EXERCISE DIRECTIONS — Whenever a line carries the word "residual", pull it out of the entries.

Stored dataset items
"""

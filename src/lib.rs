//! # intent-netting
//!
//! Multi-token obligation netting engine.
//!
//! Given a set of directed payment intents between parties, each
//! denominated in some token, this engine finds circular chains of debt
//! and cancels the common amount around every cycle it discovers,
//! leaving a smaller equivalent set of residual intents.
//!
//! ## Architecture
//!
//! - **core**: intents, parties, tokens, ledger and errors
//! - **graph**: Obligation graph, strongly connected components, cycle enumeration
//! - **optimization**: Per-cycle netting and the end-to-end pipeline
//! - **simulation**: Random intent networks for stress testing
//!
//! ```
//! use intent_netting::prelude::*;
//!
//! let intents = vec![
//!     Intent::new("A", "B", "ETH", 100),
//!     Intent::new("B", "C", "ETH", 50),
//!     Intent::new("C", "A", "ETH", 30),
//! ];
//!
//! let residual = process_netting(&intents).unwrap();
//! assert_eq!(residual.len(), 2);
//! ```

pub mod core;
pub mod graph;
pub mod optimization;

/// Convenience re-exports for common usage.
pub mod prelude {
    pub use crate::core::error::NettingError;
    pub use crate::core::intent::{Intent, IntentSet};
    pub use crate::core::ledger::Ledger;
    pub use crate::core::party::{PartyId, PartyIndex};
    pub use crate::core::token::TokenId;
    pub use crate::graph::cycle_detection::{Cycle, CyclePolicy};
    pub use crate::graph::obligation_graph::ObligationGraph;
    pub use crate::optimization::netting::{
        process_netting, NettingConfig, NettingEngine, NettingReport, NettingStats,
    };
}
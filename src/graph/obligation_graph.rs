use crate::core::error::NettingError;
use crate::core::intent::Intent;
use crate::core::party::{PartyId, PartyIndex};
use crate::core::token::TokenId;
use std::collections::{BTreeSet, HashMap};

/// An outgoing obligation stored under its source party.
#[derive(Debug, Clone, PartialEq, Eq)]
pub struct Edge {
    pub to: PartyIndex,
    pub token: TokenId,
    pub amount: u64,
}

/// A directed, token-labelled graph of outstanding obligations.
///
/// Parties are interned into an arena on first appearance, whether as
/// sender or receiver, and addressed by [`PartyIndex`]. Each party owns an
/// ordered list of outgoing edges with at most one edge per
/// `(to, token)`: inserting a duplicate merges the amounts.
///
/// The graph is built once per netting run, mutated in place by the netting
/// stage and then turned back into intents.
///
/// # Examples
///
/// ```
/// use intent_netting::prelude::*;
///
/// let mut graph = ObligationGraph::new();
/// graph.add_edge("A", "B", "ETH", 100).unwrap();
/// graph.add_edge("A", "B", "ETH", 50).unwrap();
///
/// assert_eq!(graph.party_count(), 2);
/// assert_eq!(graph.edge_count(), 1);
/// assert_eq!(graph.to_intents(), vec![Intent::new("A", "B", "ETH", 150)]);
/// ```
#[derive(Debug, Clone, Default)]
pub struct ObligationGraph {
    parties: Vec<PartyId>,
    index: HashMap<PartyId, PartyIndex>,
    /// Outgoing edges, indexed by the source party's arena slot.
    edges: Vec<Vec<Edge>>,
}

impl ObligationGraph {
    pub fn new() -> Self {
        Self::default()
    }

    /// Build a graph by merging every intent in order.
    pub fn from_intents<'a>(
        intents: impl IntoIterator<Item = &'a Intent>,
    ) -> Result<Self, NettingError> {
        let mut graph = Self::new();
        for intent in intents {
            graph.add_edge(
                intent.sender.clone(),
                intent.receiver.clone(),
                intent.token.clone(),
                intent.amount,
            )?;
        }
        Ok(graph)
    }

    /// Add an obligation, merging into an existing `(from, to, token)` edge.
    ///
    /// A zero amount is a legal no-op that still registers both parties.
    /// Fails only if the merged amount would not fit in a `u64`.
    pub fn add_edge(
        &mut self,
        from: impl Into<PartyId>,
        to: impl Into<PartyId>,
        token: impl Into<TokenId>,
        amount: u64,
    ) -> Result<(), NettingError> {
        let from = self.intern(from.into());
        let to = self.intern(to.into());
        let token = token.into();

        let slot = &mut self.edges[from.index()];
        if let Some(edge) = slot.iter_mut().find(|e| e.to == to && e.token == token) {
            edge.amount = edge
                .amount
                .checked_add(amount)
                .ok_or_else(|| NettingError::AmountOverflow {
                    from: self.parties[from.index()].clone(),
                    to: self.parties[to.index()].clone(),
                    token: token.clone(),
                })?;
            return Ok(());
        }
        slot.push(Edge { to, token, amount });
        Ok(())
    }

    fn intern(&mut self, party: PartyId) -> PartyIndex {
        if let Some(&idx) = self.index.get(&party) {
            return idx;
        }
        let idx = PartyIndex::new(self.parties.len());
        self.parties.push(party.clone());
        self.index.insert(party, idx);
        self.edges.push(Vec::new());
        idx
    }

    /// Number of parties (vertices), including receive-only parties.
    pub fn party_count(&self) -> usize {
        self.parties.len()
    }

    /// Number of stored edges, including ones netted down to zero.
    pub fn edge_count(&self) -> usize {
        self.edges.iter().map(Vec::len).sum()
    }

    /// All party handles in arena order.
    pub fn party_indices(&self) -> impl Iterator<Item = PartyIndex> + '_ {
        (0..self.parties.len()).map(PartyIndex::new)
    }

    pub fn party(&self, idx: PartyIndex) -> &PartyId {
        &self.parties[idx.index()]
    }

    pub fn index_of(&self, party: &PartyId) -> Option<PartyIndex> {
        self.index.get(party).copied()
    }

    /// Outgoing edges of a party, in insertion order.
    pub fn edges_from(&self, idx: PartyIndex) -> &[Edge] {
        &self.edges[idx.index()]
    }

    pub(crate) fn edges_from_mut(&mut self, idx: PartyIndex) -> &mut [Edge] {
        &mut self.edges[idx.index()]
    }

    /// The edge `from -> to` carrying `token`, if any.
    pub fn edge(&self, from: PartyIndex, to: PartyIndex, token: &TokenId) -> Option<&Edge> {
        self.edges[from.index()]
            .iter()
            .find(|e| e.to == to && &e.token == token)
    }

    /// Current amount owed `from -> to` in `token`; zero if no such edge.
    pub fn edge_amount(&self, from: &PartyId, to: &PartyId, token: &TokenId) -> u64 {
        match (self.index_of(from), self.index_of(to)) {
            (Some(f), Some(t)) => self.edge(f, t, token).map_or(0, |e| e.amount),
            _ => 0,
        }
    }

    /// Distinct targets reachable over positive-amount edges, in first-edge order.
    ///
    /// Zero-amount edges are logically absent and are skipped.
    pub fn successors(&self, idx: PartyIndex) -> Vec<PartyIndex> {
        let mut out: Vec<PartyIndex> = Vec::new();
        for edge in &self.edges[idx.index()] {
            if edge.amount > 0 && !out.contains(&edge.to) {
                out.push(edge.to);
            }
        }
        out
    }

    /// All tokens present on any edge.
    pub fn tokens(&self) -> BTreeSet<TokenId> {
        self.edges
            .iter()
            .flatten()
            .map(|e| e.token.clone())
            .collect()
    }

    /// Sum of all edge amounts across every token.
    pub fn gross_total(&self) -> u128 {
        self.edges.iter().flatten().map(|e| e.amount as u128).sum()
    }

    /// Every edge with a positive amount, converted back into an intent.
    ///
    /// Order is deterministic: parties in arena order, then each party's
    /// edges in insertion order.
    pub fn to_intents(&self) -> Vec<Intent> {
        let mut intents = Vec::new();
        for (from, edges) in self.edges.iter().enumerate() {
            for edge in edges.iter().filter(|e| e.amount > 0) {
                intents.push(Intent {
                    sender: self.parties[from].clone(),
                    receiver: self.parties[edge.to.index()].clone(),
                    token: edge.token.clone(),
                    amount: edge.amount,
                });
            }
        }
        intents
    }
}
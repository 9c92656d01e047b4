pub mod cycle_detection;
pub mod obligation_graph;
pub mod scc;
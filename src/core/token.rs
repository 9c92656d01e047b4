use serde::{Deserialize, Serialize};
use std::fmt;

/// Identifier of the asset an intent is denominated in.
///
/// Tokens are never converted into each other: netting only ever cancels
/// amounts of the same token around a cycle. Any string works, whether a
/// ticker (`ETH`, `USDC`) or a contract address.
///
/// # Examples
///
/// ```
/// use intent_netting::core::token::TokenId;
///
/// let eth = TokenId::new("ETH");
/// let usdc = TokenId::new("USDC");
/// assert_ne!(eth, usdc);
/// ```
#[derive(Debug, Clone, PartialEq, Eq, Hash, PartialOrd, Ord, Serialize, Deserialize)]
#[serde(transparent)]
pub struct TokenId(String);

impl TokenId {
    pub fn new(id: impl Into<String>) -> Self {
        Self(id.into())
    }

    pub fn as_str(&self) -> &str {
        &self.0
    }
}

impl fmt::Display for TokenId {
    fn fmt(&self, f: &mut fmt::Formatter<'_>) -> fmt::Result {
        write!(f, "{}", self.0)
    }
}

impl From<&str> for TokenId {
    fn from(s: &str) -> Self {
        Self::new(s)
    }
}

impl From<String> for TokenId {
    fn from(s: String) -> Self {
        Self(s)
    }
}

"""

OUTPUT FOR THIS TASK —
//! leaving a smaller equivalent set of residual intents.
//! let residual = process_netting(&intents).unwrap();
//! assert_eq!(residual.len(), 2);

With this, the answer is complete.